The records

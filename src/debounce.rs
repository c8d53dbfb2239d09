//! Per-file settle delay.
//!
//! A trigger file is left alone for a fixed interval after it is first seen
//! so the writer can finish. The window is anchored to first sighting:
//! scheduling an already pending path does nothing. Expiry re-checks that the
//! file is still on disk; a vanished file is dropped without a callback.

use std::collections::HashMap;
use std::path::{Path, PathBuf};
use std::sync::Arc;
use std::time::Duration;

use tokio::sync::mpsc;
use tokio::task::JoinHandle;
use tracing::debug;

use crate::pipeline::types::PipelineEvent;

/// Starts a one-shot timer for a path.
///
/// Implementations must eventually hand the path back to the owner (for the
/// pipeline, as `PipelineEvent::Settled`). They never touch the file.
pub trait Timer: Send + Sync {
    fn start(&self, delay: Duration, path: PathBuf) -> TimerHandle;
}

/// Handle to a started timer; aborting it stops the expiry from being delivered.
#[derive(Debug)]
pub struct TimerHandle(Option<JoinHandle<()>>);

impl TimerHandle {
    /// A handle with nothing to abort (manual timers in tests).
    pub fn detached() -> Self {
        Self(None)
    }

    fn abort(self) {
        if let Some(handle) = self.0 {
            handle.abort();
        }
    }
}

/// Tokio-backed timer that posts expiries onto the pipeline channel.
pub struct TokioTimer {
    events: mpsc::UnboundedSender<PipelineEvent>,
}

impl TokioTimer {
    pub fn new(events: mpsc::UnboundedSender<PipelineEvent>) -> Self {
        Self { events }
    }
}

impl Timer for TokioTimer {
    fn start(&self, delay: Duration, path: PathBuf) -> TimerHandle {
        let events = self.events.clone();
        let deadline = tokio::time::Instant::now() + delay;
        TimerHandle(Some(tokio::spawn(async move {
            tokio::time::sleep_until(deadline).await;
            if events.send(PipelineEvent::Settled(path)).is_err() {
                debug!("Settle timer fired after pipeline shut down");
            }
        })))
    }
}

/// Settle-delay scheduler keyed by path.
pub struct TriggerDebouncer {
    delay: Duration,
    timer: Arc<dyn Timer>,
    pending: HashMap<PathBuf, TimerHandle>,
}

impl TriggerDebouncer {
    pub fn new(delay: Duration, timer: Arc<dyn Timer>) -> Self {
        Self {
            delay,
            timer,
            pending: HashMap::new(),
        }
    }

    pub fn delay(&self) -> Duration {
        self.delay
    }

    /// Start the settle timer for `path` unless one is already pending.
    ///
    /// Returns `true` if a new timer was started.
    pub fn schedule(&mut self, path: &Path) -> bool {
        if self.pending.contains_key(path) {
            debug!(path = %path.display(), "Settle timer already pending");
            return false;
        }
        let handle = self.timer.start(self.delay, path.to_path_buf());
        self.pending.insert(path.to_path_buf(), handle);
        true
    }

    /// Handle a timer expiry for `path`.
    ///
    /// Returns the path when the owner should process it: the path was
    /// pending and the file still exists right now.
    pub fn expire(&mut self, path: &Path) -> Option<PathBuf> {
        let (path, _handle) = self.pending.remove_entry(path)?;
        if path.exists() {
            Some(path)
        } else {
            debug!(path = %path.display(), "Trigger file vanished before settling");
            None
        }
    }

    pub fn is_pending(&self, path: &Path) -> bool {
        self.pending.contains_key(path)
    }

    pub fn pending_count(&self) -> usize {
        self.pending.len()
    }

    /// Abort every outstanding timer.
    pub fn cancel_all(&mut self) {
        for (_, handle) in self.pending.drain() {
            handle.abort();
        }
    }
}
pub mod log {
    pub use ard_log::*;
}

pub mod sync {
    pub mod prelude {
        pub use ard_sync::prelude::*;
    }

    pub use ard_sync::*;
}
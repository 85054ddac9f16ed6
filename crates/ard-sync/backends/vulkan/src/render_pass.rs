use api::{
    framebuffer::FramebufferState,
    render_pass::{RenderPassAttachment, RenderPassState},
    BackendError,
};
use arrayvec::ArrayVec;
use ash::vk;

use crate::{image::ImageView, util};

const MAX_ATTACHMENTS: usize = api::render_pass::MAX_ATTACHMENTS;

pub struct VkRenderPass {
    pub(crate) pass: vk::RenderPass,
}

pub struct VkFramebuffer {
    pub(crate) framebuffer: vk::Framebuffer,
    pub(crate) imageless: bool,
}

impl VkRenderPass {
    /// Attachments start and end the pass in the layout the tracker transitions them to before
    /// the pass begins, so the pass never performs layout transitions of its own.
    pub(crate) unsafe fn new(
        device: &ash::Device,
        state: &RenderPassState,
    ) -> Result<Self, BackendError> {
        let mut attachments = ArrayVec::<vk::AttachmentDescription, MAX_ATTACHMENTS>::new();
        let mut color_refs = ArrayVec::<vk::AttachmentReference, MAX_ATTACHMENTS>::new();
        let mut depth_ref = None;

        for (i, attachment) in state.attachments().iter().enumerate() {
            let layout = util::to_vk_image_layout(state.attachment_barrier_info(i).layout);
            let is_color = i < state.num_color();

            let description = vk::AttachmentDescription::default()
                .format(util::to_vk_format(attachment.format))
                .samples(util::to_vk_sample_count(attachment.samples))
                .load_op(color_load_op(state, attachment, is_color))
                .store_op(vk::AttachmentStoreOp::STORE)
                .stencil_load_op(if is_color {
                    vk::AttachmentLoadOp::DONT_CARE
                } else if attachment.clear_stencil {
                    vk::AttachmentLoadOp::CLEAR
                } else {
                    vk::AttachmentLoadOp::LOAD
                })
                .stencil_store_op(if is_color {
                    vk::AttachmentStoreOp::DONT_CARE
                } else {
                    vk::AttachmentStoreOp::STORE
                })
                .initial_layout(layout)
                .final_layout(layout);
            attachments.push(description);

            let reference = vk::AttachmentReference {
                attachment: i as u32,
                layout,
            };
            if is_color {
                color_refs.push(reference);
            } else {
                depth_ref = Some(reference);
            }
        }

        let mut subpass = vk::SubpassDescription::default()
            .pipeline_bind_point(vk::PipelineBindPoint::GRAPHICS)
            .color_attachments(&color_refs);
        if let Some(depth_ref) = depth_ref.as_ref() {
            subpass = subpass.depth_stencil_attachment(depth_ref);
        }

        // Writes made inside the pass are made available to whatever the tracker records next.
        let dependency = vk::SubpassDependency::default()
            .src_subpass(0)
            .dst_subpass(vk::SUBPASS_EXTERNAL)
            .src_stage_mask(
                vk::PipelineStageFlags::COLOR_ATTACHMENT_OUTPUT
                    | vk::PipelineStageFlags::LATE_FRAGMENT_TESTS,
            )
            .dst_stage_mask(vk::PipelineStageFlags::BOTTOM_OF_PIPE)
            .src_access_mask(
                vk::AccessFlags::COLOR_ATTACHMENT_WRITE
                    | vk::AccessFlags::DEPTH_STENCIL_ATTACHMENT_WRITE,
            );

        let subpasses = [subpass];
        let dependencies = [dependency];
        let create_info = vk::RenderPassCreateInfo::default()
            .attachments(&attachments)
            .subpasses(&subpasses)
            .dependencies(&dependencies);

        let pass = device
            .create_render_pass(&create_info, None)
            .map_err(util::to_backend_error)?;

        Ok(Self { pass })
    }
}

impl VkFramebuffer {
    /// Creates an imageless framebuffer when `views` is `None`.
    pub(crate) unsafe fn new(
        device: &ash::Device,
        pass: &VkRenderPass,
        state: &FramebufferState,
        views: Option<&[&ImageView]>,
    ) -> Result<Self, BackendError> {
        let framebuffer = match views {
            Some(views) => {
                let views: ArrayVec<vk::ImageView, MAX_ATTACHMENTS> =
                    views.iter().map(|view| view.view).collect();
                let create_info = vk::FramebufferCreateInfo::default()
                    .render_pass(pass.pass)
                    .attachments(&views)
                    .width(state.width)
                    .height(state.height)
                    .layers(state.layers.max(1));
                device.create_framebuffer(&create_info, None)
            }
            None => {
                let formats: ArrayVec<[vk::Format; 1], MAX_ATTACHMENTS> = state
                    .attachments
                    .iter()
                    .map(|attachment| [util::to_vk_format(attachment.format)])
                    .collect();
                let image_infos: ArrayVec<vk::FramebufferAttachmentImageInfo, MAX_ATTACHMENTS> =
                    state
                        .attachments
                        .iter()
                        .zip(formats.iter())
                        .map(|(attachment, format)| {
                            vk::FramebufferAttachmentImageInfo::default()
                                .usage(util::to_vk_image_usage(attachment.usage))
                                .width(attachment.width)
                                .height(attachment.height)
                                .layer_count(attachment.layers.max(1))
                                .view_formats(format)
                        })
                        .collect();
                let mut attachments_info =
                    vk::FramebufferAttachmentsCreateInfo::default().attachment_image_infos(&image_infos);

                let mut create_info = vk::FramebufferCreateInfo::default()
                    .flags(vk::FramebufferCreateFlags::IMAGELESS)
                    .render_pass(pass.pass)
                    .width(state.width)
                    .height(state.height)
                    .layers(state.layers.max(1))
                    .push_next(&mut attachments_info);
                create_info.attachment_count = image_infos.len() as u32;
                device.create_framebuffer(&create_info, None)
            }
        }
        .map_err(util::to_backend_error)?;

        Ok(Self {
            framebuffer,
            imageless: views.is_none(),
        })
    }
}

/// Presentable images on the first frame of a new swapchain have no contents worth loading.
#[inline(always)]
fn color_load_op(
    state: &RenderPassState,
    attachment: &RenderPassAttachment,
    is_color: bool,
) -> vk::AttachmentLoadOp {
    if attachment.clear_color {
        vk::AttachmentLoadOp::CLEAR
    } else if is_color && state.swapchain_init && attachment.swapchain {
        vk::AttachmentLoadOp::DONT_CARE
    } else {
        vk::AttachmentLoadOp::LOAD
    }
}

Exercise objective
Every line of the material that holds "Option" should be copied out as the answer.

Written solution
pub struct TimerHandle(Option<JoinHandle<()>>);
    pub fn expire(&mut self, path: &Path) -> Option<PathBuf> {
        views: Option<&[&ImageView]>,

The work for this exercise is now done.